Deputy Prime Minister Choi Kyung-hwan and Bank of Korea Governor Lee Ju-yeol are showing signs of discord in economic policy management. The former is pushing for an additional key rate cut and the latter is expressing displeasure about it.
“A benchmark rate cut is like a double-edged sword,” said the governor of the central bank on Oct. 7 during the parliamentary inspection on the bank, adding, “Anyone who is influential enough needs to refrain from making a comment about the interest rate.”
Earlier on Sept. 24, he had invited economists to explain the result of the G20 Finance Ministers and Central Bank Governors Meeting. “Most of the participating countries agreed on the necessity of an aggressive policy for economic recovery, but they put particular emphasis on restructuring rather than fiscal and monetary policy,” he mentioned, continuing, “Efforts for structural reorganization and innovation in the labor market for higher productivity were considered very important by all of them.” The remarks have collided with the stance of the Ministry of Strategy and Finance led by the Deputy Prime Minister, who is trying to stimulate the national economy by means of expansionary fiscal policy and key rate cut.

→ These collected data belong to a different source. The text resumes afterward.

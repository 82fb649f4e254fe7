//! Configuration management for genrx-voice.
//!
//! Settings are read from a TOML file in the user's config directory. The API
//! credential is never stored there; it is read from the process environment,
//! optionally populated from a `.env` file.

pub mod file;
pub mod secrets;

pub use file::{get_config_path, GenrxConfig, SpeechmaticsConfig};
pub use secrets::{get_api_key, load_dotenv, API_KEY_ENV};
//! Configuration command.
//!
//! Shows the effective configuration, or writes a default file with `--init`.

use std::path::Path;

use crate::config::{self, GenrxConfig};

/// Handles the `config` command.
///
/// # Arguments
/// * `init` - Write a default configuration file if none exists
///
/// # Errors
/// - If the config file cannot be read, written or parsed
pub fn handle_config(init: bool) -> anyhow::Result<()> {
    let config_path = config::get_config_path()?;

    if init {
        if config_path.exists() {
            tracing::debug!("Config file already exists: {}", config_path.display());
        } else {
            GenrxConfig::default().save()?;
            println!("Wrote default configuration to {}", config_path.display());
        }
    }

    let settings = GenrxConfig::load()?;
    let report = render_config(
        &settings,
        &config_path,
        config_path.exists(),
        config::get_api_key().is_some(),
    )?;
    println!("{report}");

    Ok(())
}

/// Formats the effective configuration for display. The key itself is never shown.
fn render_config(
    settings: &GenrxConfig,
    config_path: &Path,
    file_present: bool,
    key_set: bool,
) -> anyhow::Result<String> {
    let rendered = toml::to_string_pretty(settings)?;

    let mut report = format!("Config file: {}\n", config_path.display());
    if !file_present {
        report.push_str("(not present, showing defaults; run with --init to create it)\n");
    }
    report.push('\n');
    report.push_str(rendered.trim_end());
    report.push_str("\n\n");

    let key_state = if key_set { "set" } else { "not set" };
    report.push_str(&format!("{}: {key_state}", config::API_KEY_ENV));
    Ok(report)
}

#[cfg(test)]
mod tests {
    use super::*;

    #[test]
    fn test_render_defaults_without_file() {
        let report = render_config(
            &GenrxConfig::default(),
            Path::new("/tmp/genrx-voice.toml"),
            false,
            false,
        )
        .unwrap();

        assert!(report.starts_with("Config file: /tmp/genrx-voice.toml\n"));
        assert!(report.contains("run with --init"));
        assert!(report.contains("[speechmatics]"));
        assert!(report.ends_with("SPEECHMATICS_API_KEY: not set"));
    }

    #[test]
    fn test_render_existing_file_with_key() {
        let report = render_config(
            &GenrxConfig::default(),
            Path::new("/tmp/genrx-voice.toml"),
            true,
            true,
        )
        .unwrap();

        assert!(!report.contains("run with --init"));
        assert!(report.ends_with("SPEECHMATICS_API_KEY: set"));
    }
}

Also, the remarks reflect the governor’s worries about any impairment of the independence of the central bank. “It is a matter of course that the governor is prudent about the benchmark rate,” said a former Bank of Korea employee, adding, “What he recently said is more about the independence of the bank and the Deputy Prime Minister’s influence on the market than about any dispute between the two heads of the Korean economy.” Not a few market participants’ consensus is that the Bank of Korea would have to lower the benchmark rate before the end of this year.